Meanwhile, EBITDAR (EBITDA before rent) held flat at ₹5,739 crore.
SEBI-registered analyst Vijay Kumar Gupta noted falling yields and a dip in load factor as signs of weakened pricing power.
Fundamental Breakdown
While the airline expanded its capacity by 16.4% year-over-year, actual passenger traffic grew 13.5%. About 4.2 crore people flew with IndiGo during the quarter on the back of strong demand at home.
However, net profit was pressured by falling yields, forex losses, and rising costs related to maintenance, airport charges, and depreciation.
The company reported a net fleet reduction of 18 aircraft during the quarter. While lower aviation turbine fuel (ATF) prices helped ease fuel costs, other operating expenses remained elevated.
IndiGo saw a solid 22.1% jump in ancillary revenue last quarter, while its non-fuel, non-forex operating costs stayed within the company’s expected range.

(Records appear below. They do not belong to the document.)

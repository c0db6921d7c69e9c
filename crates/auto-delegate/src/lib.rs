// Copyright (c) 2025 Dimitris Kafetzis
//
// Licensed under the MIT License.
// See LICENSE file in the project root for full license information.
//
// SPDX-License-Identifier: MIT

//! # auto-delegate
//!
//! Policy-driven delegate selection for graph executors.
//!
//! The selector takes:
//! - A borrowed graph implementing `GraphExecutor` from `graph-ir`.
//! - An `AccelerationPolicy` from `accel-policy`.
//! - Whatever providers from `delegate-backends` were composed into it.
//!
//! And binds delegates to the graph in a fixed order: specialized backends
//! whose marker appears in the plan, then the accelerator API, then the
//! GPU. After selection (and again after tensor allocation) the
//! [`GraphTester`] reports how the plan was partitioned.
//!
//! # Logging
//! All diagnostics go through `tracing`. A selector built with
//! [`SelectorBuilder::log_dispatch`] logs to that dispatcher instead of
//! the global one.
//!
//! # Example
//! ```no_run
//! use accel_policy::AccelerationPolicy;
//! use auto_delegate::{AutoDelegateSelector, GraphTester};
//! use graph_ir::{GraphExecutor, GraphManifest};
//! use std::path::Path;
//!
//! let mut graph = GraphManifest::from_file(Path::new("./graphs/face_detect.json"))
//!     .unwrap()
//!     .into_graph()
//!     .unwrap();
//! let policy = AccelerationPolicy::from_file(Path::new("./policy.json")).unwrap().policy;
//!
//! let mut selector = AutoDelegateSelector::with_reference_providers();
//! selector.select(&mut graph, &policy).unwrap();
//! graph.allocate_tensors().unwrap();
//! println!("{}", GraphTester::new(&graph).stats().unwrap());
//! ```

mod error;
mod graph_tester;
mod random;
mod report;
mod selector;

pub use error::{BindFailure, SelectionError};
pub use graph_tester::{GraphTester, PartitionStats};
pub use random::{fill_random_input_tensor, fill_random_input_tensor_with};
pub use report::{BoundDelegate, SelectionReport, SelectionStep};
pub use selector::{AutoDelegateSelector, SelectorBuilder};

Despite rising costs and margin pressure, management said it remains cautiously optimistic.
For the second quarter (Q2), IndiGo expects mid- to high-single-digit growth in capacity and plans to keep expanding internationally while staying efficient.
Technical Breakdown
On the technical front, Gupta pointed to key resistance levels at ₹5,800–₹5,805 and ₹5,937.5. Price rejection was observed near recent highs, suggesting potential exhaustion if the stock fails to break through with volume.
A successful breakout above ₹5,937.5 could indicate further upside.

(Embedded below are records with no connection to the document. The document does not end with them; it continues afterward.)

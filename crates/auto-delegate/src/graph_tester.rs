// Copyright (c) 2025 Dimitris Kafetzis
//
// Licensed under the MIT License.
// See LICENSE file in the project root for full license information.
//
// SPDX-License-Identifier: MIT

//! Read-only partition introspection.
//!
//! Every query walks the live execution plan; nothing is cached, so the
//! same tester observes the plan change across binding and allocation.
//!
//! Partition counting, in plan order:
//! ```text
//!   CONV CONV DELEGATE DELEGATE RELU CUSTOM
//!   └─ 1 ─┘  └── 2 ─┘ └── 3 ─┘ └──── 4 ──┘     total = 4, delegated = 2
//! ```
//! Each `DELEGATE` node is its own partition; each maximal run of ordinary
//! nodes is one more.

use graph_ir::{GraphError, GraphExecutor};
use std::fmt;

/// A snapshot of partition counts.
#[derive(Debug, Clone, Copy, PartialEq, Eq, serde::Serialize)]
pub struct PartitionStats {
    pub total_nodes: usize,
    pub total_partitions: usize,
    pub delegated_partitions: usize,
    pub is_delegated: bool,
}

impl fmt::Display for PartitionStats {
    fn fmt(&self, f: &mut fmt::Formatter<'_>) -> fmt::Result {
        write!(
            f,
            "{} nodes, {} partitions ({} delegated)",
            self.total_nodes, self.total_partitions, self.delegated_partitions
        )
    }
}

/// Borrows a graph and answers partition queries about it.
pub struct GraphTester<'a, G: GraphExecutor + ?Sized> {
    graph: &'a G,
}

impl<'a, G: GraphExecutor + ?Sized> GraphTester<'a, G> {
    pub fn new(graph: &'a G) -> Self {
        Self { graph }
    }

    /// Number of entries in the execution plan.
    pub fn total_node_num(&self) -> usize {
        self.graph.execution_plan().len()
    }

    /// Number of plan entries that are `DELEGATE` nodes.
    pub fn delegated_partition_num(&self) -> Result<usize, GraphError> {
        let mut delegated = 0;
        for position in 0..self.total_node_num() {
            if self.graph.plan_node(position)?.1.is_delegated() {
                delegated += 1;
            }
        }
        Ok(delegated)
    }

    /// Number of partitions: one per `DELEGATE` node plus one per maximal
    /// run of non-delegated nodes.
    pub fn total_partition_num(&self) -> Result<usize, GraphError> {
        let mut partitions = 0;
        let mut prev_delegated = false;
        for position in 0..self.total_node_num() {
            let delegated = self.graph.plan_node(position)?.1.is_delegated();
            if delegated {
                partitions += 1;
            } else if prev_delegated || position == 0 {
                partitions += 1;
            }
            prev_delegated = delegated;
        }
        Ok(partitions)
    }

    pub fn is_delegated(&self) -> Result<bool, GraphError> {
        Ok(self.delegated_partition_num()? > 0)
    }

    /// All counts at once.
    pub fn stats(&self) -> Result<PartitionStats, GraphError> {
        let delegated_partitions = self.delegated_partition_num()?;
        Ok(PartitionStats {
            total_nodes: self.total_node_num(),
            total_partitions: self.total_partition_num()?,
            delegated_partitions,
            is_delegated: delegated_partitions > 0,
        })
    }

    /// Renders every plan node with its tensors, then the graph inputs and
    /// outputs.
    pub fn preview(&self) -> Result<String, GraphError> {
        const RULE: &str = "------------------------------------------------------------";
        let mut lines = vec![RULE.to_string()];

        for position in 0..self.total_node_num() {
            let (index, node) = self.graph.plan_node(position)?;
            let owner = match (node.custom_name(), node.delegate) {
                (Some(name), Some(id)) => format!("{name} (delegate {id})"),
                (Some(name), None) => name.to_string(),
                (None, Some(id)) => format!("delegate {id}"),
                (None, None) => "NO delegate or custom".to_string(),
            };
            lines.push(format!("{index} <{}>  {owner}", node.op_kind));
            lines.push("INPUTS:".to_string());
            lines.extend(node.inputs.iter().map(|&t| self.describe_tensor(t)));
            lines.push("OUTPUTS:".to_string());
            lines.extend(node.outputs.iter().map(|&t| self.describe_tensor(t)));
            lines.push(RULE.to_string());
        }

        let inputs = self.graph.inputs();
        lines.push(format!("* Input Size : {}", inputs.len()));
        for (i, &t) in inputs.iter().enumerate() {
            lines.push(format!("\tInput Tensor {i} {}", self.describe_io(t)));
        }
        let outputs = self.graph.outputs();
        lines.push(format!("* Output Size : {}", outputs.len()));
        for (i, &t) in outputs.iter().enumerate() {
            lines.push(format!("\tOutput Tensor {i} {}", self.describe_io(t)));
        }
        Ok(lines.join("\n"))
    }

    fn describe_tensor(&self, index: usize) -> String {
        match self.graph.tensor(index) {
            Some(t) => format!("  {} ({}, {}) {}", t.name, t.dtype, index, t.shape_string()),
            None => format!("  <missing tensor {index}>"),
        }
    }

    fn describe_io(&self, index: usize) -> String {
        match self.graph.tensor(index) {
            Some(t) => format!("({}) : {}", t.name, t.shape_string()),
            None => format!("(<missing tensor {index}>)"),
        }
    }
}

#[cfg(test)]
mod tests {
    use super::*;
    use graph_ir::{NodeRegistration, OpKind, ReferenceGraph, Tensor, TensorType};

    fn graph_from(kinds: &[OpKind]) -> ReferenceGraph {
        let ops: Vec<(OpKind, Option<&str>)> = kinds.iter().map(|&k| (k, None)).collect();
        ReferenceGraph::chain("g", Tensor::new("in", TensorType::Float32, vec![1, 4]), &ops)
    }

    /// Builds a graph whose plan nodes are already DELEGATE/ordinary as given.
    fn pattern(delegated: &[bool]) -> ReferenceGraph {
        let kinds: Vec<OpKind> = delegated
            .iter()
            .map(|&d| if d { OpKind::Delegate } else { OpKind::Relu })
            .collect();
        graph_from(&kinds)
    }

    #[test]
    fn test_counts_on_undelegated_graph() {
        let g = pattern(&[false, false, false]);
        let t = GraphTester::new(&g);
        assert_eq!(t.total_node_num(), 3);
        assert_eq!(t.delegated_partition_num().unwrap(), 0);
        assert_eq!(t.total_partition_num().unwrap(), 1);
        assert!(!t.is_delegated().unwrap());
    }

    #[test]
    fn test_partition_patterns() {
        // (pattern, total partitions, delegated)
        let cases: [(&[bool], usize, usize); 6] = [
            (&[true], 1, 1),
            (&[true, true], 2, 2),
            (&[true, false, false], 2, 1),
            (&[false, true, false], 3, 1),
            (&[false, false, true, true, false, false], 4, 2),
            (&[true, false, true, false], 4, 2),
        ];
        for (p, total, delegated) in cases {
            let g = pattern(p);
            let t = GraphTester::new(&g);
            assert_eq!(t.total_partition_num().unwrap(), total, "pattern {p:?}");
            assert_eq!(t.delegated_partition_num().unwrap(), delegated, "pattern {p:?}");
        }
    }

    #[test]
    fn test_empty_plan() {
        let g = pattern(&[]);
        let stats = GraphTester::new(&g).stats().unwrap();
        assert_eq!(
            stats,
            PartitionStats {
                total_nodes: 0,
                total_partitions: 0,
                delegated_partitions: 0,
                is_delegated: false
            }
        );
    }

    #[test]
    fn test_out_of_range_plan_entry() {
        let g = pattern(&[false, false]).with_execution_plan(vec![0, 5]);
        let t = GraphTester::new(&g);
        assert_eq!(t.total_node_num(), 2);
        assert!(matches!(
            t.total_partition_num(),
            Err(GraphError::PlanIndexOutOfRange { index: 5, .. })
        ));
        assert!(t.stats().is_err());
        assert!(t.preview().is_err());
    }

    #[test]
    fn test_stats_display() {
        let g = pattern(&[true, false]);
        let stats = GraphTester::new(&g).stats().unwrap();
        assert_eq!(stats.to_string(), "2 nodes, 2 partitions (1 delegated)");
    }

    #[test]
    fn test_preview() {
        let mut g = ReferenceGraph::new(
            "decoder",
            vec![
                Tensor::new("image", TensorType::UInt8, vec![1, 8, 8, 3]),
                Tensor::new("boxes", TensorType::Float32, vec![1, 16]),
            ],
            vec![0],
            vec![1],
            vec![NodeRegistration::custom("decode_boxes", vec![0], vec![1])],
        );
        let text = GraphTester::new(&g).preview().unwrap();
        assert!(text.contains("0 <CUSTOM>  decode_boxes"));
        assert!(text.contains("image (uint8, 0) [1 x 8 x 8 x 3]"));
        assert!(text.contains("* Input Size : 1"));
        assert!(text.contains("\tOutput Tensor 0 (boxes) : [1 x 16]"));

        g = g.with_execution_plan(vec![]);
        let text = GraphTester::new(&g).preview().unwrap();
        assert!(!text.contains("<CUSTOM>"));
    }
}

Gupta highlighted ₹5,625 as a critical pivot zone under Murrey Math, currently serving as support.
A breakdown below this level could shift momentum to the downside, with further support near ₹5,312.5 and ₹5,000. Deeper support zones are located at ₹4,687.5 and ₹4,375.
SEBI-registered analyst Rajneesh Sharma also flagged a bearish engulfing pattern forming near the upper channel on the weekly chart.
He noted divergences in Relative Strength Index (RSI) and On-Balance Volume (OBV) that suggest weakening momentum.
Sharma identified short-term support in the ₹5,190–₹5,300 range and deeper support between ₹4,900 and ₹5,000. The long-term trend, however, remains intact above ₹4,150.
SEBI-registered investment advisor Financial Independence Services (FIS) echoed a cautious stance, rating the stock as “neutral to weak.”
While they acknowledged the company’s top-line growth and network expansion, they pointed to margin pressure, forex-related losses, and external disruptions as reasons for near-term caution.
FIS added that cautious optimism could return once cost and foreign exchange headwinds stabilize.
On Stocktwits, retail sentiment was ‘bearish’ amid ‘high’ message volume.
INDIGO’s stock has risen 27.4% so far in 2025.